AFAIK that's what Multigres[0] and Neki[1] are trying to solve.

[0] https://multigres.com/ [1] https://neki.dev/

Only played around with it but you can use patroni, etcd and HAproxy to achieve this. It’s a pain, but I believe there was some kind of coolify-style open source application to do this for you but I can’t for the life of me remember its name
You might be thinking of Pigsty?

Atleast I hope you are! Nothing else has been as well battletested. Unfortunately, perhaps because if its name, it gets no facetime on HN. Its last few mentions here barely received attention it deserved.

autobase[1] is the one I can think of

[1] https://github.com/autobase-tech/autobase

Yep, this is what I think about when “scaling” is mentioned. Maybe I’m too distributed-compute brained, but throwing CPU at a db isn’t what I was hoping would be the answer.
So the point of distributed compute is to reduce the compute needed? I’ve generally found that distributed compute requires more compute than vertical scaling while getting clobbered by network bandwidth / latency.

Theoretically with 2 to 10x compute required and in practice 100 to 500x

I think for databases horizontal scaling for writes only makes sense once vertical scaling stops working. It comes with high complexity, annoying limitations, and often higher cost.

Horizontal scaling for reads on the other hand is much easier. If you have multiple replicas for high availability, you might as well put them to work. It can also reduce the risk for read heavy tasks interfering with transaction processing. You can even go a step further and replicate to a database that's optimized for analytical tasks.

Horizontal scaling for stateless applications (e.g. web servers or job processors) is often easier and more robust than vertical scaling, with little to no downsides.

The point of distributed computing is to do computing that you can't do on a vertically scaled system or to increase availability.

If you're doing it for other reasons it's usually a mistake.

The advice I’ve gotten is that you want to move computation to data that is already distributed. The cost of moving large amounts of data usually dwarfs compute costs (usually, not always), and so the performance win comes from distributing the computation and then (depending on the problem) centralizing aggregate results.
Another pretty good reason to do distributed computing is to move the computation closer to where the data is or where the data will be consumed.
Practically trivial to do in 2026 even by hand, and there are a couple of ready to use solutions that even make it automated.

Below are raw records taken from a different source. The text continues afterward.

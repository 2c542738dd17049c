//! Graph navigation on owned terms.
//!
//! Shapes, focus nodes and values are carried around as owned [`Term`]s; these
//! helpers dispatch to the subject-typed lookups of [`Graph`].

use indexmap::IndexSet;
use oxigraph::model::vocab::{rdf, rdfs};
use oxigraph::model::{Graph, NamedNodeRef, Term, TermRef, Triple};
use std::collections::HashSet;

/// Objects of `(subject, predicate, ?)`.
pub fn objects(graph: &Graph, subject: &Term, predicate: NamedNodeRef<'_>) -> Vec<Term> {
    match subject {
        Term::NamedNode(node) => graph
            .objects_for_subject_predicate(node.as_ref(), predicate)
            .map(TermRef::into_owned)
            .collect(),
        Term::BlankNode(node) => graph
            .objects_for_subject_predicate(node.as_ref(), predicate)
            .map(TermRef::into_owned)
            .collect(),
        _ => Vec::new(),
    }
}

/// First object of `(subject, predicate, ?)`.
pub fn object(graph: &Graph, subject: &Term, predicate: NamedNodeRef<'_>) -> Option<Term> {
    objects(graph, subject, predicate).into_iter().next()
}

/// Subjects of `(?, predicate, object)`.
pub fn subjects(graph: &Graph, predicate: NamedNodeRef<'_>, object: &Term) -> Vec<Term> {
    graph
        .subjects_for_predicate_object(predicate, object.as_ref())
        .map(|subject| Term::from(subject.into_owned()))
        .collect()
}

/// Builds a triple from an owned subject term; `None` for literal subjects.
pub fn triple(subject: &Term, predicate: NamedNodeRef<'_>, object: impl Into<Term>) -> Option<Triple> {
    match subject {
        Term::NamedNode(node) => Some(Triple::new(node.clone(), predicate, object.into())),
        Term::BlankNode(node) => Some(Triple::new(node.clone(), predicate, object.into())),
        _ => None,
    }
}

/// `class` and every class declared a transitive `rdfs:subClassOf` it.
pub fn subclasses_of(graph: &Graph, class: &Term) -> IndexSet<Term> {
    let mut classes = IndexSet::new();
    let mut queue = vec![class.clone()];
    while let Some(current) = queue.pop() {
        if classes.insert(current.clone()) {
            queue.extend(subjects(graph, rdfs::SUB_CLASS_OF, &current));
        }
    }
    classes
}

/// Nodes typed `class` or one of its subclasses.
pub fn instances_of(graph: &Graph, class: &Term) -> IndexSet<Term> {
    subclasses_of(graph, class)
        .iter()
        .flat_map(|class| subjects(graph, rdf::TYPE, class))
        .collect()
}

/// True if `node` has `rdf:type` `class` directly or through `rdfs:subClassOf`.
pub fn is_instance_of(graph: &Graph, node: &Term, class: &Term) -> bool {
    let mut seen = HashSet::new();
    let mut queue = objects(graph, node, rdf::TYPE);
    while let Some(current) = queue.pop() {
        if &current == class {
            return true;
        }
        if seen.insert(current.clone()) {
            queue.extend(objects(graph, &current, rdfs::SUB_CLASS_OF));
        }
    }
    false
}

/// Members of the RDF list starting at `head`.
///
/// Stops at `rdf:nil`, at a malformed cell or when a cell repeats.
pub fn rdf_list(graph: &Graph, head: &Term) -> Vec<Term> {
    let mut members = Vec::new();
    let mut seen = HashSet::new();
    let mut current = head.clone();
    loop {
        if matches!(&current, Term::NamedNode(node) if node.as_ref() == rdf::NIL) {
            break;
        }
        if !seen.insert(current.clone()) {
            break;
        }
        if let Some(first) = object(graph, &current, rdf::FIRST) {
            members.push(first);
        }
        match object(graph, &current, rdf::REST) {
            Some(rest) => current = rest,
            None => break,
        }
    }
    members
}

If you're running it in kubernetes with cloudnativepg it's even easier.

The only thing it doesn't do well is master master replication which is why most of these does it scale posts mostly talk about how slow writes are. And they are pretty slow.

It all depends on the storage underneath. If you have got good storage, with CNPG you have comparable results you get on bare metal PostgreSQL.
Only reads scale. You get (much) worse writes for sure.